NME/Time Out journalist Rhian Daly on Stella Donnelly’s Thrush Metal
Stella Donnelly first came up on my radar because of Boys Will Be Boys - her incredibly powerful song about sexual assault.
On it, she conveys the anger she felt after hearing about what happened to a friend through subtle shifts in vocal tone and plain-spoken words alone. “Would you blame your little sister/If she cried to you for help?” she asks.
Donnelly’s recently re-released debut EP Thrush Metal continues that tack, cementing her universal appeal through the personal stories she puts under the microscope. Mechanical Bull deals with being harassed while working in a bar - “Stay on my back for too long and I’ll spin ya,” she warns.
So far, it feels like the Australian has been painted as an incredibly serious songwriter, but seeing her at SXSW last month showed a different side.
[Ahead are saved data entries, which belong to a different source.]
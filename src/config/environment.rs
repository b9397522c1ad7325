// Start of file: /src/config/environment.rs

// * Environment configuration with a singleton pattern.
// * Tests build their own instance through `from_vars`.

use std::{borrow::Cow, collections::HashMap};
// * anyhow for convenient error handling
use anyhow::{anyhow, Context, Result};
// * once_cell for lazy static initialization
use once_cell::sync::Lazy;
use tracing::warn;

// ! Default values for environment variables (used if variables aren't set):
const DEFAULT_ENVIRONMENT: &str = "development";
const DEFAULT_HOST: &str = "127.0.0.1";
const DEFAULT_PROTOCOL: &str = "http";
const DEFAULT_DATABASE_URL: &str = "postgres://postgres@127.0.0.1/flow_results";
const DEFAULT_PORT: u16 = 8000;
const DEFAULT_MAX_BODY_SIZE: usize = 2_641_440; // 2.5MB
const DEFAULT_TIMEOUT: u64 = 30; // 30 seconds
const DEFAULT_PAGE_SIZE: usize = 100;
const DEFAULT_MAX_PAGE_SIZE: usize = 1000;
const DEFAULT_DB_MAX_CONNECTIONS: u32 = 20;

// * A struct containing all environment variables used by the app
#[derive(Clone)]
pub struct EnvironmentVariables {
    pub environment: Cow<'static, str>,
    pub secret_key: String,
    pub debug: bool,
    pub allowed_hosts: Vec<String>,
    pub host: Cow<'static, str>,
    pub port: u16,
    pub protocol: Cow<'static, str>,
    pub database_url: String,
    pub db_max_connections: u32,
    pub max_request_body_size: usize,
    pub default_timeout_seconds: u64,
    pub page_size: usize,
    pub max_page_size: usize,
    pub worker_threads: Option<usize>,
}

// * Hand-written so the secret key and database password never reach the logs
impl std::fmt::Debug for EnvironmentVariables {
    fn fmt(&self, f: &mut std::fmt::Formatter<'_>) -> std::fmt::Result {
        f.debug_struct("EnvironmentVariables")
            .field("environment", &self.environment)
            .field("secret_key", &"<redacted>")
            .field("debug", &self.debug)
            .field("allowed_hosts", &self.allowed_hosts)
            .field("host", &self.host)
            .field("port", &self.port)
            .field("protocol", &self.protocol)
            .field("database_url", &"<redacted>")
            .field("db_max_connections", &self.db_max_connections)
            .field("max_request_body_size", &self.max_request_body_size)
            .field("default_timeout_seconds", &self.default_timeout_seconds)
            .field("page_size", &self.page_size)
            .field("max_page_size", &self.max_page_size)
            .field("worker_threads", &self.worker_threads)
            .finish()
    }
}

impl EnvironmentVariables {
    // * Loads environment variables from the process.
    // * Only reads .env if ENVIRONMENT != "production".
    pub fn load() -> Result<Self> {
        // ? In non-production environments, attempt to load .env
        if std::env::var("ENVIRONMENT").unwrap_or_default() != "production" {
            dotenv::dotenv().ok();
        }

        // * Collect all environment vars from the system and .env
        let vars: HashMap<String, String> = std::env::vars().collect();

        Self::from_vars(&vars)
    }

    // * Builds the configuration from an explicit map of variables
    pub fn from_vars(vars: &HashMap<String, String>) -> Result<Self> {
        // * A small helper closure to fetch a non-empty variable by key
        let get_var = |key: &str| {
            vars.get(key)
                .map(|s| s.trim())
                .filter(|s| !s.is_empty())
        };

        let secret_key: String = get_var("SECRET_KEY")
            .map(str::to_string)
            .ok_or_else(|| anyhow!("SECRET_KEY must be set"))?;

        let database_url: String = get_var("DATABASE_URL")
            .or_else(|| get_var("FLOW_RESULTS_DATABASE"))
            .map(str::to_string)
            .unwrap_or_else(|| {
                warn!("Missing DATABASE_URL, defaulting to '{DEFAULT_DATABASE_URL}'");
                DEFAULT_DATABASE_URL.to_string()
            });

        let page_size: usize = get_var("PAGE_SIZE")
            .map(|s| s.parse().context("Invalid PAGE_SIZE"))
            .transpose()?
            .unwrap_or(DEFAULT_PAGE_SIZE);

        let max_page_size: usize = get_var("MAX_PAGE_SIZE")
            .map(|s| s.parse().context("Invalid MAX_PAGE_SIZE"))
            .transpose()?
            .unwrap_or(DEFAULT_MAX_PAGE_SIZE);

        if page_size == 0 || max_page_size < page_size {
            return Err(anyhow!(
                "PAGE_SIZE must be positive and no larger than MAX_PAGE_SIZE ({page_size} > {max_page_size})"
            ));
        }

        // * Build our EnvironmentVariables, providing defaults if missing
        Ok(Self {
            environment: get_var("ENVIRONMENT")
                .map(|s| Cow::Owned(s.into()))
                .unwrap_or_else(|| {
                    warn!("Missing ENVIRONMENT, defaulting to '{DEFAULT_ENVIRONMENT}'");
                    Cow::Borrowed(DEFAULT_ENVIRONMENT)
                }),

            secret_key,

            debug: get_var("DEBUG")
                .map(parse_bool)
                .transpose()
                .context("Invalid DEBUG value")?
                .unwrap_or(false),

            allowed_hosts: get_var("ALLOWED_HOSTS")
                .map(parse_list)
                .unwrap_or_default(),

            host: get_var("HOST")
                .map(|s| Cow::Owned(s.into()))
                .unwrap_or(Cow::Borrowed(DEFAULT_HOST)),

            port: get_var("PORT")
                .map(|s| s.parse().context("Invalid PORT value"))
                .transpose()?
                .unwrap_or(DEFAULT_PORT),

            protocol: get_var("PROTOCOL")
                .map(|s| Cow::Owned(s.into()))
                .unwrap_or(Cow::Borrowed(DEFAULT_PROTOCOL)),

            database_url,

            db_max_connections: get_var("DB_MAX_CONNECTIONS")
                .map(|s| s.parse().context("Invalid DB_MAX_CONNECTIONS"))
                .transpose()?
                .unwrap_or(DEFAULT_DB_MAX_CONNECTIONS),

            max_request_body_size: get_var("DATA_UPLOAD_MAX_MEMORY_SIZE")
                .map(|s| s.parse().context("Invalid DATA_UPLOAD_MAX_MEMORY_SIZE"))
                .transpose()?
                .unwrap_or(DEFAULT_MAX_BODY_SIZE),

            default_timeout_seconds: get_var("DEFAULT_TIMEOUT_SECONDS")
                .map(|s| s.parse().context("Invalid DEFAULT_TIMEOUT_SECONDS"))
                .transpose()?
                .unwrap_or(DEFAULT_TIMEOUT),

            page_size,
            max_page_size,

            worker_threads: get_var("WORKER_THREADS")
                .map(|s| s.parse().context("Invalid WORKER_THREADS"))
                .transpose()?,
        })
    }

    // * Returns a reference to the lazily-initialized environment configuration
    pub fn instance() -> Result<&'static Self> {
        static INSTANCE: Lazy<Result<EnvironmentVariables, String>> = Lazy::new(|| {
            let config: EnvironmentVariables =
                EnvironmentVariables::load().map_err(|e| format!("{e:#}"))?;

            if cfg!(debug_assertions) {
                tracing::debug!("Loaded environment configuration: {:#?}", config);
            }

            Ok(config)
        });

        INSTANCE
            .as_ref()
            .map_err(|message| anyhow!("Failed to load environment configuration: {message}"))
    }

    pub fn is_production(&self) -> bool {
        self.environment == "production"
    }
}

// * Accepts the usual spellings of a boolean flag
fn parse_bool(value: &str) -> Result<bool> {
    match value.to_ascii_lowercase().as_str() {
        "1" | "true" | "yes" | "y" | "on" => Ok(true),
        "0" | "false" | "no" | "n" | "off" => Ok(false),
        other => Err(anyhow!("'{other}' is not a boolean")),
    }
}

fn parse_list(value: &str) -> Vec<String> {
    value
        .split(',')
        .map(str::trim)
        .filter(|s| !s.is_empty())
        .map(str::to_string)
        .collect()
}


// End of file: /src/config/environment.rs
You can hear it on the EP (on A Poem, she tells a lover, “Something must have died for you to be my best yet”) but it’s even more obvious on her newer songs.
You Owe Me addresses an old boss: “You’re jacking off to the CCTV/While I’m pouring plastic pints of flat VB.” On stage, Donnelly is charming, cracking jokes with seemingly no subject off limits (yeast infections, family, Tinder).
The only difficult thing about watching Stella Donnelly is not falling under her spell.